*** Block opens ***
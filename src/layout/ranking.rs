use std::cmp::Reverse;
use std::collections::{BinaryHeap, HashMap};

/// Index-based adjacency over the nodes handed to the layout. Index order is
/// the tie-break order for every deterministic choice below.
pub(super) struct RankGraph {
    pub outgoing: Vec<Vec<usize>>,
    pub incoming: Vec<Vec<usize>>,
    /// Node has at least one incident edge, self-loops included.
    pub connected: Vec<bool>,
}

impl RankGraph {
    /// Edges naming unknown ids are skipped. Self-loops only mark the node
    /// as connected.
    pub fn new(node_ids: &[String], edges: &[(String, String)]) -> Self {
        let index: HashMap<&str, usize> = node_ids
            .iter()
            .enumerate()
            .map(|(idx, id)| (id.as_str(), idx))
            .collect();
        let n = node_ids.len();
        let mut graph = Self {
            outgoing: vec![Vec::new(); n],
            incoming: vec![Vec::new(); n],
            connected: vec![false; n],
        };
        for (from, to) in edges {
            let (Some(&from), Some(&to)) = (index.get(from.as_str()), index.get(to.as_str())) else {
                continue;
            };
            graph.connected[from] = true;
            graph.connected[to] = true;
            if from != to {
                graph.outgoing[from].push(to);
                graph.incoming[to].push(from);
            }
        }
        graph
    }

    pub fn len(&self) -> usize {
        self.outgoing.len()
    }

    /// Strongly connected component id per node (Kosaraju, iterative).
    fn components(&self) -> Vec<usize> {
        let n = self.len();
        let mut visited = vec![false; n];
        let mut finished = Vec::with_capacity(n);
        for start in 0..n {
            if visited[start] {
                continue;
            }
            visited[start] = true;
            let mut stack = vec![(start, 0usize)];
            while let Some(top) = stack.last_mut() {
                let (node, child) = *top;
                if let Some(&next) = self.outgoing[node].get(child) {
                    top.1 += 1;
                    if !visited[next] {
                        visited[next] = true;
                        stack.push((next, 0));
                    }
                } else {
                    finished.push(node);
                    stack.pop();
                }
            }
        }

        let mut component = vec![usize::MAX; n];
        let mut next_id = 0;
        for &root in finished.iter().rev() {
            if component[root] != usize::MAX {
                continue;
            }
            component[root] = next_id;
            let mut stack = vec![root];
            while let Some(node) = stack.pop() {
                for &pred in &self.incoming[node] {
                    if component[pred] == usize::MAX {
                        component[pred] = next_id;
                        stack.push(pred);
                    }
                }
            }
            next_id += 1;
        }
        component
    }
}

pub(super) struct Ranking {
    /// `None` for nodes without incident edges.
    pub ranks: Vec<Option<usize>>,
    /// Isolated nodes, in index order.
    pub overflow: Vec<usize>,
}

/// Longest-path layering over Kahn's algorithm with a min-heap on node index.
///
/// When the heap drains with nodes left, every remaining node sits on or
/// behind a cycle. The lowest-index node whose pending predecessors all lie in
/// its own strongly connected component is released, and those pending edges
/// become back-edges. Edges between different components therefore always
/// point from a lower rank to a higher one.
pub(super) fn compute_ranks(graph: &RankGraph) -> Ranking {
    let n = graph.len();
    let component = graph.components();
    let mut indeg: Vec<usize> = graph.incoming.iter().map(Vec::len).collect();
    let mut rank = vec![0usize; n];
    let mut processed = vec![false; n];
    let mut remaining = graph.connected.iter().filter(|c| **c).count();

    let mut ready: BinaryHeap<Reverse<usize>> = (0..n)
        .filter(|&node| graph.connected[node] && indeg[node] == 0)
        .map(Reverse)
        .collect();

    loop {
        while let Some(Reverse(node)) = ready.pop() {
            if processed[node] {
                continue;
            }
            processed[node] = true;
            remaining -= 1;
            for &next in &graph.outgoing[node] {
                if processed[next] {
                    continue;
                }
                rank[next] = rank[next].max(rank[node] + 1);
                indeg[next] = indeg[next].saturating_sub(1);
                if indeg[next] == 0 {
                    ready.push(Reverse(next));
                }
            }
        }
        if remaining == 0 {
            break;
        }
        let release = (0..n).find(|&node| {
            graph.connected[node]
                && !processed[node]
                && graph.incoming[node]
                    .iter()
                    .all(|&pred| processed[pred] || component[pred] == component[node])
        });
        let Some(node) = release else {
            break;
        };
        indeg[node] = 0;
        ready.push(Reverse(node));
    }

    let ranks = (0..n)
        .map(|node| processed[node].then_some(rank[node]))
        .collect();
    let overflow = (0..n).filter(|&node| !graph.connected[node]).collect();
    Ranking { ranks, overflow }
}

/// Reorders every layer with alternating median sweeps to reduce crossings.
/// Ties keep the current slot, then fall back to node index.
pub(super) fn order_layers(layers: &mut [Vec<usize>], graph: &RankGraph, passes: usize) {
    if layers.len() <= 1 {
        return;
    }
    let mut slot = vec![0usize; graph.len()];
    refresh_slots(layers, &mut slot);

    for _ in 0..passes.max(1) {
        for layer in 1..layers.len() {
            if layers[layer].len() > 1 {
                sort_layer(&mut layers[layer], &graph.incoming, &slot);
                refresh_slots(layers, &mut slot);
            }
        }
        for layer in (0..layers.len() - 1).rev() {
            if layers[layer].len() > 1 {
                sort_layer(&mut layers[layer], &graph.outgoing, &slot);
                refresh_slots(layers, &mut slot);
            }
        }
    }
}

fn refresh_slots(layers: &[Vec<usize>], slot: &mut [usize]) {
    for layer in layers {
        for (idx, &node) in layer.iter().enumerate() {
            slot[node] = idx;
        }
    }
}

fn sort_layer(layer: &mut [usize], neighbors: &[Vec<usize>], slot: &[usize]) {
    let mut keyed: Vec<(f32, usize, usize)> = layer
        .iter()
        .map(|&node| (median_slot(node, neighbors, slot), slot[node], node))
        .collect();
    keyed.sort_by(|a, b| a.0.total_cmp(&b.0).then(a.1.cmp(&b.1)).then(a.2.cmp(&b.2)));
    for (dst, (_, _, node)) in layer.iter_mut().zip(keyed) {
        *dst = node;
    }
}

fn median_slot(node: usize, neighbors: &[Vec<usize>], slot: &[usize]) -> f32 {
    let mut values: Vec<usize> = neighbors[node].iter().map(|&other| slot[other]).collect();
    if values.is_empty() {
        return slot[node] as f32;
    }
    values.sort_unstable();
    let mid = values.len() / 2;
    if values.len() % 2 == 1 {
        values[mid] as f32
    } else {
        (values[mid - 1] + values[mid]) as f32 * 0.5
    }
}
use thiserror::Error;

/// Malformed input rejected before any mutation is applied.
#[derive(Debug, Clone, PartialEq, Eq, Error)]
pub enum ValidationError {
    #[error("candidate node #{index} has no label")]
    MissingLabel { index: usize },
    #[error("candidate node #{index} has no category")]
    MissingCategory { index: usize },
    #[error("document has no `{0}` collection")]
    MissingCollection(&'static str),
    #[error("document field `{0}` is not an array")]
    NotAnArray(&'static str),
    #[error("{kind} #{index} is missing required field `{field}`")]
    MissingField {
        kind: &'static str,
        index: usize,
        field: &'static str,
    },
    #[error("duplicate node id `{0}`")]
    DuplicateNodeId(String),
    #[error("duplicate edge id `{0}`")]
    DuplicateEdgeId(String),
    #[error("edge `{edge}` references unknown node `{endpoint}`")]
    DanglingEdge { edge: String, endpoint: String },
}

#[derive(Debug, Error)]
pub enum EngineError {
    #[error("validation failed: {0}")]
    Validation(#[from] ValidationError),
    #[error("invalid json: {0}")]
    Json(#[from] serde_json::Error),
    #[error("io error: {0}")]
    Io(#[from] std::io::Error),
    #[error("unknown topic `{0}`")]
    UnknownTopic(String),
}

pub type Result<T> = std::result::Result<T, EngineError>;
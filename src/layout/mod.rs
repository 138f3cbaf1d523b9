mod ranking;
pub(crate) mod types;
pub use types::*;
use ranking::*;

use crate::config::LayoutConfig;
use crate::ir::{Direction, Graph, Position};
use std::collections::BTreeMap;

/// Layered layout of the whole graph. Edges are read, never changed.
///
/// Output depends only on node ids and edge structure: old positions, labels
/// and categories are ignored, so repeated calls on the same structure agree.
pub fn compute_layout(graph: &Graph, direction: Direction, config: &LayoutConfig) -> LayoutResult {
    let node_ids: Vec<String> = graph.nodes.keys().cloned().collect();
    let edges: Vec<(String, String)> = graph
        .edges
        .values()
        .filter(|edge| graph.contains_node(&edge.source) && graph.contains_node(&edge.target))
        .map(|edge| (edge.source.clone(), edge.target.clone()))
        .collect();

    let rank_graph = RankGraph::new(&node_ids, &edges);
    let Ranking { ranks, overflow } = compute_ranks(&rank_graph);
    let layer_count = ranks.iter().flatten().max().map_or(0, |max| max + 1);
    let mut layers: Vec<Vec<usize>> = vec![Vec::new(); layer_count];
    for (node, rank) in ranks.iter().enumerate() {
        if let Some(rank) = rank {
            layers[*rank].push(node);
        }
    }
    order_layers(&mut layers, &rank_graph, config.order_passes);
    layers.extend(overflow.chunks(config.overflow_wrap.max(1)).map(<[usize]>::to_vec));

    let rows: Vec<Vec<&str>> = layers
        .iter()
        .map(|layer| layer.iter().map(|&node| node_ids[node].as_str()).collect())
        .collect();
    let positions = assign_positions(&rows, direction, config);
    let bounds = bounds_of(&positions, config.node_width, config.node_height);
    LayoutResult {
        direction,
        positions,
        ranks: ranks
            .iter()
            .enumerate()
            .filter_map(|(node, rank)| rank.map(|rank| (node_ids[node].clone(), rank)))
            .collect(),
        overflow: overflow.iter().map(|&node| node_ids[node].clone()).collect(),
        width: bounds.map(|b| b.width()).unwrap_or(0.0),
        height: bounds.map(|b| b.height()).unwrap_or(0.0),
    }
}

/// Copy of `graph` with every node moved to its layout position.
pub fn tidy_graph(graph: &Graph, direction: Direction, config: &LayoutConfig) -> Graph {
    let layout = compute_layout(graph, direction, config);
    let mut tidied = graph.clone();
    for (id, position) in layout.positions {
        if let Some(node) = tidied.nodes.get_mut(&id) {
            node.position = position;
        }
    }
    tidied
}

/// Translates a layout so its bounding box is centred in `viewport`, and
/// returns the zoom that fits it inside the padded viewport (never above 1).
pub fn center_and_fit(
    layout: &LayoutResult,
    viewport: Viewport,
    padding: f32,
    config: &LayoutConfig,
) -> FitResult {
    let Some(bounds) = bounds_of(&layout.positions, config.node_width, config.node_height) else {
        return FitResult {
            positions: BTreeMap::new(),
            zoom: 1.0,
        };
    };
    let target = Position::new(viewport.width / 2.0, viewport.height / 2.0);
    let center = bounds.center();
    let (dx, dy) = (target.x - center.x, target.y - center.y);
    let positions = layout
        .positions
        .iter()
        .map(|(id, pos)| (id.clone(), Position::new(pos.x + dx, pos.y + dy)))
        .collect();

    let avail_w = (viewport.width - 2.0 * padding).max(1.0);
    let avail_h = (viewport.height - 2.0 * padding).max(1.0);
    let zoom = (avail_w / bounds.width().max(1.0))
        .min(avail_h / bounds.height().max(1.0))
        .min(1.0);
    FitResult { positions, zoom }
}

/// Bounding box of node footprints placed at top-left `positions`.
pub fn bounds_of(
    positions: &BTreeMap<String, Position>,
    node_width: f32,
    node_height: f32,
) -> Option<Bounds> {
    let mut iter = positions.values();
    let first = iter.next()?;
    let mut bounds = Bounds {
        min_x: first.x,
        min_y: first.y,
        max_x: first.x + node_width,
        max_y: first.y + node_height,
    };
    for pos in iter {
        bounds.min_x = bounds.min_x.min(pos.x);
        bounds.min_y = bounds.min_y.min(pos.y);
        bounds.max_x = bounds.max_x.max(pos.x + node_width);
        bounds.max_y = bounds.max_y.max(pos.y + node_height);
    }
    Some(bounds)
}

/// Ranks run along the main axis, nodes inside a rank along the cross axis,
/// each rank centred on the cross axis. The result is shifted so the top-left
/// of the bounding box sits at the origin.
fn assign_positions(
    rows: &[Vec<&str>],
    direction: Direction,
    config: &LayoutConfig,
) -> BTreeMap<String, Position> {
    let horizontal = direction.is_horizontal();
    let (main_extent, cross_extent) = if horizontal {
        (config.node_width, config.node_height)
    } else {
        (config.node_height, config.node_width)
    };
    let main_step = main_extent + config.rank_spacing;
    let cross_step = cross_extent + config.node_spacing;

    let mut positions = BTreeMap::new();
    for (rank, bucket) in rows.iter().enumerate() {
        let main = rank as f32 * main_step;
        let main = if direction.is_reversed() { -main } else { main };
        let span = bucket.len().saturating_sub(1) as f32 * cross_step;
        for (idx, node_id) in bucket.iter().enumerate() {
            let cross = idx as f32 * cross_step - span / 2.0;
            let (cx, cy) = if horizontal { (main, cross) } else { (cross, main) };
            positions.insert(
                node_id.to_string(),
                Position::new(cx - config.node_width / 2.0, cy - config.node_height / 2.0),
            );
        }
    }

    if let Some(bounds) = bounds_of(&positions, config.node_width, config.node_height) {
        for pos in positions.values_mut() {
            pos.x -= bounds.min_x;
            pos.y -= bounds.min_y;
        }
    }
    positions
}

#[cfg(test)]
mod tests {
    use super::*;
    use crate::ir::{Edge, Node};

    fn graph(nodes: &[&str], edges: &[(&str, &str)]) -> Graph {
        let mut graph = Graph::new();
        for id in nodes {
            graph.insert_node(Node::new(*id, *id, "concept", Position::default()));
        }
        for (idx, (from, to)) in edges.iter().enumerate() {
            graph.insert_edge(Edge::new(format!("e{idx}"), *from, *to, ""));
        }
        graph
    }

    fn no_overlap(layout: &LayoutResult, config: &LayoutConfig) -> bool {
        let positions: Vec<&Position> = layout.positions.values().collect();
        for i in 0..positions.len() {
            for j in (i + 1)..positions.len() {
                let (a, b) = (positions[i], positions[j]);
                if (a.x - b.x).abs() < config.node_width && (a.y - b.y).abs() < config.node_height {
                    return false;
                }
            }
        }
        true
    }

    #[test]
    fn top_bottom_places_targets_below_sources() {
        let config = LayoutConfig::default();
        let g = graph(&["a", "b", "c"], &[("a", "b"), ("a", "c")]);
        let layout = compute_layout(&g, Direction::TopBottom, &config);
        let a = layout.positions["a"];
        let b = layout.positions["b"];
        let c = layout.positions["c"];
        assert!(b.y > a.y);
        assert_eq!(b.y, c.y);
        assert!(no_overlap(&layout, &config));
    }

    #[test]
    fn left_right_and_reversed_directions() {
        let config = LayoutConfig::default();
        let g = graph(&["a", "b"], &[("a", "b")]);
        let lr = compute_layout(&g, Direction::LeftRight, &config);
        assert!(lr.positions["b"].x > lr.positions["a"].x);
        let bt = compute_layout(&g, Direction::BottomTop, &config);
        assert!(bt.positions["b"].y < bt.positions["a"].y);
        let rl = compute_layout(&g, Direction::RightLeft, &config);
        assert!(rl.positions["b"].x < rl.positions["a"].x);
    }

    #[test]
    fn cycle_members_are_ranked_and_only_isolated_nodes_overflow() {
        let config = LayoutConfig::default();
        let g = graph(&["a", "b", "c", "solo"], &[("a", "b"), ("b", "c"), ("c", "b")]);
        let layout = compute_layout(&g, Direction::TopBottom, &config);
        assert_eq!(layout.overflow, vec!["solo"]);
        assert_eq!(layout.ranks["a"], 0);
        assert_eq!(layout.ranks["b"], 1);
        assert_eq!(layout.ranks["c"], 2);
        assert_eq!(layout.positions.len(), 4);
        assert!(layout.positions["solo"].y > layout.positions["c"].y);
        assert!(no_overlap(&layout, &config));
    }

    #[test]
    fn chain_below_a_mutual_pair_keeps_flowing_down() {
        let config = LayoutConfig::default();
        let g = graph(
            &["a", "b", "c", "d", "e", "f"],
            &[("a", "b"), ("b", "a"), ("b", "c"), ("c", "d"), ("d", "e"), ("e", "f")],
        );
        let layout = compute_layout(&g, Direction::TopBottom, &config);
        assert!(layout.overflow.is_empty());
        let y = |id: &str| layout.positions[id].y;
        assert!(y("b") < y("c"));
        assert!(y("c") < y("d"));
        assert!(y("d") < y("e"));
        assert!(y("e") < y("f"));
        for (from, to) in [("b", "c"), ("c", "d"), ("d", "e"), ("e", "f")] {
            assert!(layout.ranks[from] < layout.ranks[to], "{from} -> {to}");
        }
        assert!(no_overlap(&layout, &config));
    }

    #[test]
    fn tidy_graph_moves_nodes_to_layout_positions() {
        let config = LayoutConfig::default();
        let g = graph(&["a", "b"], &[("a", "b")]);
        let layout = compute_layout(&g, Direction::LeftRight, &config);
        let tidied = tidy_graph(&g, Direction::LeftRight, &config);
        assert_eq!(tidied.edges, g.edges);
        for (id, position) in &layout.positions {
            assert_eq!(tidied.nodes[id].position, *position);
        }
    }

    #[test]
    fn overflow_wraps_into_rows() {
        let mut config = LayoutConfig::default();
        config.overflow_wrap = 2;
        let g = graph(&["a", "b", "c"], &[]);
        let layout = compute_layout(&g, Direction::TopBottom, &config);
        assert_eq!(layout.positions["a"].y, layout.positions["b"].y);
        assert!(layout.positions["c"].y > layout.positions["a"].y);
    }

    #[test]
    fn layout_is_deterministic_and_ignores_old_positions() {
        let config = LayoutConfig::default();
        let mut g = graph(
            &["a", "b", "c", "d", "e"],
            &[("a", "b"), ("a", "c"), ("b", "d"), ("c", "d"), ("d", "e")],
        );
        let first = compute_layout(&g, Direction::TopBottom, &config);
        g.nodes.get_mut("c").unwrap().position = Position::new(999.0, -5.0);
        let second = compute_layout(&g, Direction::TopBottom, &config);
        assert_eq!(first, second);
    }

    #[test]
    fn fit_centres_bounding_box() {
        let config = LayoutConfig::default();
        let g = graph(&["a", "b"], &[("a", "b")]);
        let layout = compute_layout(&g, Direction::TopBottom, &config);
        let fit = center_and_fit(
            &layout,
            Viewport {
                width: 1000.0,
                height: 800.0,
            },
            20.0,
            &config,
        );
        let bounds = bounds_of(&fit.positions, config.node_width, config.node_height).unwrap();
        assert_eq!(bounds.center(), Position::new(500.0, 400.0));
        assert_eq!(fit.zoom, 1.0);

        let tiny = center_and_fit(
            &layout,
            Viewport {
                width: 100.0,
                height: 100.0,
            },
            0.0,
            &config,
        );
        assert!(tiny.zoom < 1.0);
    }

    #[test]
    fn empty_graph_yields_empty_layout() {
        let layout = compute_layout(&Graph::new(), Direction::TopBottom, &LayoutConfig::default());
        assert!(layout.positions.is_empty());
        assert_eq!(layout.width, 0.0);
    }
}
*** Block closes ***
- [Task brief]: Show the lines above that include "start".

- [Solved exercise]:
        for start in 0..n {
            if visited[start] {
            visited[start] = true;
            let mut stack = vec![(start, 0usize)];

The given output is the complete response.